*** Block opens ***

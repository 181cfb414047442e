// crates/warden-gateway/src/error.rs
// ============================================================================
// Module: Gateway Errors
// Description: Composes every component-level error into one GatewayError,
//              each rejecting variant carrying a partial GatewayResult (§4.K,
//              §7).
// Dependencies: thiserror, warden-approvals, warden-core, warden-evidence,
//               warden-executor
// ============================================================================

//! ## Overview
//! Every component this gateway composes (validator, ledger, diff-audit,
//! executor, evidence) raises its own `thiserror`-derived error type. Rather
//! than the gateway wrapping each with a generic variant, the four decision
//! points that can reject a request before execution even starts —
//! validation reject, a missing/invalid approval token, and a diff-audit
//! failure — carry a [`GatewayResult`] snapshot of what was known at the
//! point of rejection, so a caller can render the `{error, reason,
//! gateway_result}` envelope without re-deriving it.

use serde::Serialize;
use thiserror::Error;
use warden_approvals::model::ConsumeStatus;
use warden_core::validator::ValidationStatus;

/// Snapshot of what the gateway knew about a request at the point it
/// returned, whether allowed or rejected.
#[derive(Debug, Clone, Default, Serialize)]
pub struct GatewayResult {
    /// Whether the run was allowed to proceed to execution.
    pub allowed: bool,
    /// Canonical hash of the IR under consideration, once validated.
    #[serde(skip_serializing_if = "Option::is_none")]
    pub ir_hash: Option<String>,
    /// The IR's validation disposition, once validated.
    #[serde(skip_serializing_if = "Option::is_none")]
    pub validation_status: Option<ValidationStatus>,
    /// The approval token's consume disposition, if a token was consumed.
    #[serde(skip_serializing_if = "Option::is_none")]
    pub approval_status: Option<ConsumeStatus>,
    /// Count of diff-audit mismatches found, if the audit ran.
    #[serde(skip_serializing_if = "Option::is_none")]
    pub diff_audit_mismatches: Option<usize>,
}

/// Errors raised composing and running §4.K's gateway flow.
#[derive(Debug, Error)]
pub enum GatewayError {
    /// IR governance is on but the caller did not supply an IR.
    #[error("ir governance is enabled for this tenant but no ir was supplied")]
    MissingIr(GatewayResult),
    /// Validation rejected the IR outright.
    #[error("ir validation rejected the request")]
    ValidationRejected(GatewayResult),
    /// The IR escalated but no approval token was supplied.
    #[error("ir escalated to a required human approval but no token was supplied")]
    ApprovalRequired(GatewayResult),
    /// The supplied approval token did not consume successfully.
    #[error("approval token was not accepted")]
    ApprovalInvalid(GatewayResult),
    /// The compiled graph is not a faithful encoding of the validated IR.
    #[error("diff-audit found the compiled graph does not faithfully encode the ir")]
    DiffAuditFailed(GatewayResult),
    /// The approval ledger failed.
    #[error(transparent)]
    Ledger(#[from] warden_approvals::ledger::LedgerError),
    /// The executor could not order the graph's dependency structure.
    #[error(transparent)]
    Executor(#[from] warden_executor::ExecutorError),
    /// A canonicalization step (hashing, evidence packing) failed.
    #[error(transparent)]
    Canonical(#[from] warden_core::core::canonical::CanonicalError),
    /// The evidence sink failed to persist the run's evidence pack.
    #[error(transparent)]
    Evidence(#[from] warden_evidence::SinkError),
}

impl GatewayError {
    /// Returns the [`GatewayResult`] snapshot carried by this error, when one
    /// exists. Component-level errors (`Ledger`, `Executor`, `Canonical`,
    /// `Evidence`) carry none: they represent a backend failure, not a
    /// governance disposition.
    #[must_use]
    pub const fn gateway_result(&self) -> Option<&GatewayResult> {
        match self {
            Self::MissingIr(result)
            | Self::ValidationRejected(result)
            | Self::ApprovalRequired(result)
            | Self::ApprovalInvalid(result)
            | Self::DiffAuditFailed(result) => Some(result),
            Self::Ledger(_) | Self::Executor(_) | Self::Canonical(_) | Self::Evidence(_) => None,
        }
    }
}
// crates/warden-core/src/ir.rs
// ============================================================================
// Module: Canonical Intermediate Representation
// Description: Typed plan model with fixed action/provider vocabularies.
// Purpose: Give every downstream component (validator, diff-audit, executor)
//          a single, deterministically hashable plan type.
// Dependencies: serde, crate::core
// ============================================================================

//! ## Overview
//! The IR is the one artifact every governance decision is made against. It
//! is deliberately closed: unknown top-level fields, unknown per-step fields,
//! and unknown action/provider vocabulary values all reject at deserialize
//! time, before any semantic validation runs (§4.B). Risk-tier and
//! approval-requirement fields are never part of the wire `IrStep` — they are
//! validator output (see [`crate::validator`]), not caller input, which is
//! what keeps [`crate::core::canonical::hash_canonical_json`] of a step
//! stable across validation (§8: "step_hash is independent of
//! validator-computed fields").

// ============================================================================
// SECTION: Imports
// ============================================================================

use serde::Deserialize;
use serde::Serialize;
use thiserror::Error;

use crate::core::ids::TenantId;
use crate::core::time::Timestamp;
use crate::core::value::ParamMap;

// ============================================================================
// SECTION: Closed Vocabularies
// ============================================================================

/// Closed action vocabulary. Unknown values reject on deserialize.
///
/// # Invariants
/// - Exhaustive in code; adding a new action is a compile-time-visible change
///   across every `match` that handles `Action`.
#[derive(Debug, Clone, Copy, PartialEq, Eq, PartialOrd, Ord, Serialize, Deserialize)]
#[serde(rename_all = "snake_case")]
pub enum Action {
    /// Generate and deploy a website.
    #[serde(rename = "deploy.website")]
    DeployWebsite,
    /// Deploy a backing service.
    #[serde(rename = "deploy.service")]
    DeployService,
    /// Update DNS records in an existing zone.
    #[serde(rename = "dns.update_records")]
    DnsUpdateRecords,
    /// Create a new DNS zone.
    #[serde(rename = "dns.create_zone")]
    DnsCreateZone,
    /// Delete a DNS zone.
    #[serde(rename = "dns.delete_zone")]
    DnsDeleteZone,
    /// Install an ERP module.
    #[serde(rename = "erp.install_module")]
    ErpInstallModule,
    /// Uninstall an ERP module.
    #[serde(rename = "erp.uninstall_module")]
    ErpUninstallModule,
    /// Create an ERP record.
    #[serde(rename = "erp.record.create")]
    ErpRecordCreate,
    /// Update an ERP record.
    #[serde(rename = "erp.record.update")]
    ErpRecordUpdate,
    /// Delete an ERP record.
    #[serde(rename = "erp.record.delete")]
    ErpRecordDelete,
    /// Destroy infrastructure.
    #[serde(rename = "infra.destroy")]
    InfraDestroy,
    /// Scale infrastructure.
    #[serde(rename = "infra.scale")]
    InfraScale,
    /// Create a course.
    #[serde(rename = "course.create")]
    CourseCreate,
    /// Publish a course.
    #[serde(rename = "course.publish")]
    CoursePublish,
}

impl Action {
    /// Returns the wire string for this action.
    #[must_use]
    pub const fn as_wire_str(self) -> &'static str {
        match self {
            Self::DeployWebsite => "deploy.website",
            Self::DeployService => "deploy.service",
            Self::DnsUpdateRecords => "dns.update_records",
            Self::DnsCreateZone => "dns.create_zone",
            Self::DnsDeleteZone => "dns.delete_zone",
            Self::ErpInstallModule => "erp.install_module",
            Self::ErpUninstallModule => "erp.uninstall_module",
            Self::ErpRecordCreate => "erp.record.create",
            Self::ErpRecordUpdate => "erp.record.update",
            Self::ErpRecordDelete => "erp.record.delete",
            Self::InfraDestroy => "infra.destroy",
            Self::InfraScale => "infra.scale",
            Self::CourseCreate => "course.create",
            Self::CoursePublish => "course.publish",
        }
    }
}

/// Closed provider vocabulary. Unknown values reject on deserialize.
#[derive(Debug, Clone, Copy, PartialEq, Eq, PartialOrd, Ord, Serialize, Deserialize)]
#[serde(rename_all = "snake_case")]
pub enum Provider {
    /// First-party deploy provider.
    #[serde(rename = "deploy.provider_v1")]
    DeployProviderV1,
    /// Hetzner DNS provider.
    #[serde(rename = "dns.hetzner")]
    DnsHetzner,
    /// AWS Route53 DNS provider.
    #[serde(rename = "dns.route53")]
    DnsRoute53,
    /// Odoo ERP provider.
    #[serde(rename = "erp.odoo")]
    ErpOdoo,
    /// LLM planning/drafting provider.
    #[serde(rename = "llm.brain")]
    LlmBrain,
    /// Terraform infrastructure provider.
    #[serde(rename = "infra.terraform")]
    InfraTerraform,
}

impl Provider {
    /// Returns the wire string for this provider.
    #[must_use]
    pub const fn as_wire_str(self) -> &'static str {
        match self {
            Self::DeployProviderV1 => "deploy.provider_v1",
            Self::DnsHetzner => "dns.hetzner",
            Self::DnsRoute53 => "dns.route53",
            Self::ErpOdoo => "erp.odoo",
            Self::LlmBrain => "llm.brain",
            Self::InfraTerraform => "infra.terraform",
        }
    }
}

*** Block closes ***

§ **TASK**:
In the material above, show every line where the word "validator" turns up.

§ **ANSWER BOX**:
//! Every component this gateway composes (validator, ledger, diff-audit,
use warden_core::validator::ValidationStatus;
// Purpose: Give every downstream component (validator, diff-audit, executor)
//! validator output (see [`crate::validator`]), not caller input, which is
//! validator-computed fields").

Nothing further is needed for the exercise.